Distressed companies are vulnerable to collection lawsuits from trade creditors and unsecured lenders. Unsecured creditors, with no collateral to execute remedies against, may declare defaults, declare payment to be immediately due and payable, and pursue a judgment. At the same time, the company may have limited resources (both in cash and personnel) to defend against such proceedings—and may not have a good defense to the claim that they do, in fact, owe the money.

Meanwhile, a secured creditor may have decided that forcing the company to file for bankruptcy protection, which would stay any unsecured creditor from continuing proceedings against the company, is not in the secured creditor’s best interest. The secured creditor may have decided not to execute remedies against its collateral, instead allowing the company to operate using the secured creditor’s cash collateral, provided that the secured creditor does not have to provide additional funding.

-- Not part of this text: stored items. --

//! Field normalization.
//!
//! Form builders and spreadsheets rarely agree on header spelling ("Job Number",
//! "job no.", "JOB #"). Headers are matched after lowercasing and dropping
//! everything except letters and digits, against a list of accepted spellings
//! per canonical field.
//!
//! Some sources reuse a header for two different columns. For those fields a
//! named positional override (zero-based column index) wins over name lookup.

use std::collections::{BTreeMap, HashMap};
use std::fs::File;
use std::path::Path;

use serde::Deserialize;
use tracing::debug;

use crate::domain::{CanonicalField, CanonicalRecord, RawRecord};
use crate::error::AppError;

/// On-disk shape of `--field-map`.
#[derive(Debug, Default, Deserialize)]
#[serde(deny_unknown_fields)]
struct FieldMapFile {
    /// Extra accepted spellings, tried before the built-in ones.
    #[serde(default)]
    aliases: BTreeMap<CanonicalField, Vec<String>>,
    /// Zero-based column index per field.
    #[serde(default)]
    positions: BTreeMap<CanonicalField, usize>,
}

/// Header spellings and positional overrides for every canonical field.
#[derive(Debug, Clone)]
pub struct FieldMap {
    aliases: BTreeMap<CanonicalField, Vec<String>>,
    positions: BTreeMap<CanonicalField, usize>,
}

impl Default for FieldMap {
    fn default() -> Self {
        let mut aliases = BTreeMap::new();
        for field in CanonicalField::ALL {
            let spellings: &[&str] = match field {
                CanonicalField::Id => &["id", "submission id", "response id", "entry id", "row id"],
                CanonicalField::Date => &[
                    "date", "job date", "date of job", "work date", "date of work", "visit date",
                ],
                CanonicalField::Name => &[
                    "name", "full name", "customer name", "client name", "customer",
                ],
                CanonicalField::Contact => &[
                    "contact", "email", "email address", "phone", "phone number", "contact number",
                ],
                CanonicalField::Job => &[
                    "job number", "job no", "job #", "job id", "job ref", "job reference", "job",
                ],
                CanonicalField::Notes => &[
                    "notes", "description", "comments", "details", "work carried out",
                ],
            };
            aliases.insert(field, spellings.iter().map(|s| s.to_string()).collect());
        }
        Self {
            aliases,
            positions: BTreeMap::new(),
        }
    }
}

impl FieldMap {
    /// Load a JSON field map and layer it over the built-in spellings.
    pub fn from_json_file(path: &Path) -> Result<Self, AppError> {
        let file = File::open(path).map_err(|e| {
            AppError::config(format!("Failed to open field map '{}': {e}", path.display()))
        })?;
        let parsed: FieldMapFile = serde_json::from_reader(file)
            .map_err(|e| AppError::config(format!("Invalid field map '{}': {e}", path.display())))?;

        let mut map = Self::default();
        for (field, mut extra) in parsed.aliases {
            let builtin = map.aliases.remove(&field).unwrap_or_default();
            extra.extend(builtin);
            map.aliases.insert(field, extra);
        }
        map.positions = parsed.positions;
        Ok(map)
    }

    /// Read `field` from column `index` regardless of header names.
    pub fn with_position(mut self, field: CanonicalField, index: usize) -> Self {
        self.positions.insert(field, index);
        self
    }

    pub fn position(&self, field: CanonicalField) -> Option<usize> {
        self.positions.get(&field).copied()
    }

    /// Map a raw record onto canonical fields. Unmapped fields are empty.
    pub fn normalize(&self, raw: &RawRecord) -> CanonicalRecord {
        let mut by_key: HashMap<String, usize> = HashMap::new();
        let mut extra = BTreeMap::new();
        for (idx, (header, value)) in raw.fields().enumerate() {
            by_key.entry(match_key(header)).or_insert(idx);
            let key = match template_key(header) {
                k if k.is_empty() => format!("column_{idx}"),
                k => k,
            };
            extra.entry(key).or_insert_with(|| value.trim().to_string());
        }

        let lookup = |field: CanonicalField| -> String {
            if let Some(index) = self.position(field) {
                if let Some(value) = raw.value_at(index) {
                    return value.trim().to_string();
                }
                debug!(
                    field = field.key(),
                    index,
                    row = raw.row_number,
                    "positional override out of range"
                );
            }
            self.aliases
                .get(&field)
                .into_iter()
                .flatten()
                .find_map(|alias| by_key.get(&match_key(alias)))
                .and_then(|idx| raw.value_at(*idx))
                .map(|v| v.trim().to_string())
                .unwrap_or_default()
        };

        let id = match lookup(CanonicalField::Id) {
            id if id.is_empty() => raw.row_number.to_string(),
            id => id,
        };

        CanonicalRecord {
            row_number: raw.row_number,
            id,
            date_raw: lookup(CanonicalField::Date),
            name: lookup(CanonicalField::Name),
            contact: lookup(CanonicalField::Contact),
            job: lookup(CanonicalField::Job),
            notes: lookup(CanonicalField::Notes),
            extra,
        }
    }
}

/// Case- and punctuation-insensitive header key: `"Job No."` -> `"jobno"`.
pub fn match_key(header: &str) -> String {
    header
        .trim_start_matches('\u{feff}')
        .chars()
        .filter(|c| c.is_alphanumeric())
        .flat_map(char::to_lowercase)
        .collect()
}

/// Template-friendly header key: `"Job Number"` -> `"job_number"`.
pub fn template_key(header: &str) -> String {
    let lowered: String = header
        .trim_start_matches('\u{feff}')
        .chars()
        .map(|c| if c.is_alphanumeric() { c.to_ascii_lowercase() } else { ' ' })
        .collect();
    lowered.split_whitespace().collect::<Vec<_>>().join("_")
}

In such circumstances, conventional wisdom would suggest there be no line item in the company’s budget for defending unsecured claims. The secured creditor may assume that there is minimal or no risk to its collateral and that advancing further funds to defend collection cases is unnecessary and even wasteful. After all, a secured creditor may rely on its perfected security interests and cash collateral accounts, as it will be first in line to recover.

That may be a mistake, with potentially dire consequences for the secured creditor. Parties that have obtained a money judgment against the company may be able to use a New York law intended to secure payment of judgments to dramatic ends: The law allows a judgment creditor to freeze the company’s bank accounts (including the bank accounts the secured creditor has a perfected security interest in), causing the company to lose access to cash and forcing the company to the edge of bankruptcy and giving the judgment creditors leverage in negotiations with senior creditors.

There is a provision of the New York Civil Practice Law and Rules that provides judgment creditors with broad means to enforce and satisfy their judgments. CPLR 5222(b) allows a judgment creditor to obtain a restraining notice that will, when properly served, restrain the transfer of property of the judgment debtor (the company) that is held by another party. Once the notice is served, it operates as an injunction, restraining the recipient from making any transfer of the judgment debtor’s property. The restraint will be effective for one year after service or until such time as the judgment is satisfied or vacated, whichever comes first.

The most significant risk to a secured creditor arises when the recipient of the restraining notice is a bank or other institution that holds operating, payroll, or other working capital accounts of the company.1 Using the restraining notice, the judgment creditor may be able to freeze the bank accounts of the company. If the company is in distress, freezing its operating accounts may threaten it with collapse. For example, if a judgment creditor serves a restraining notice on the company’s bank shortly before a payroll is due, the company may be forced to consider an immediate termination of its workforce. Senior secured creditors may suddenly face the prospect of a disorderly collapse of the company, which could impair their ability to recover, even if they are senior in priority.

Ironically, the threat posed by a judgment creditors’ strategic use of CPLR 5222(b) may be purely practical, rather than legal. The restraining notice does not create a lien on the judgment debtor’s property, and therefore the judgment creditor does not enter into a “race” with regard to priority of payments to multiple creditors. Nor does the stay provision of the Bankruptcy Code impact the restraining notice. The stay may prevent a judgment creditor from obtaining the funds, but it does not impact the injunction or “freeze” of the funds. Thus, the rule does not theoretically challenge the secured creditor’s liens.

Nonetheless, the judgment creditor may gain enormous leverage over senior secured creditors by threatening to bring the company to its knees. Suddenly, the judgment creditor may be able to extract value from the senior creditors, despite their junior, unsecured status. In response, senior secured creditors may decide that funding a settlement with the judgment creditor is preferable to a catastrophic bankruptcy. Thus, senior secured creditors should be aware of the implications of this little-known provision of the New York Civil Practice Law and Rules and take steps to protect themselves by monitoring the company’s litigation docket, funding defense costs and even settlements if necessary, and encouraging the company to actively restructure or seek bankruptcy protection instead of passively accepting adverse judgments against it.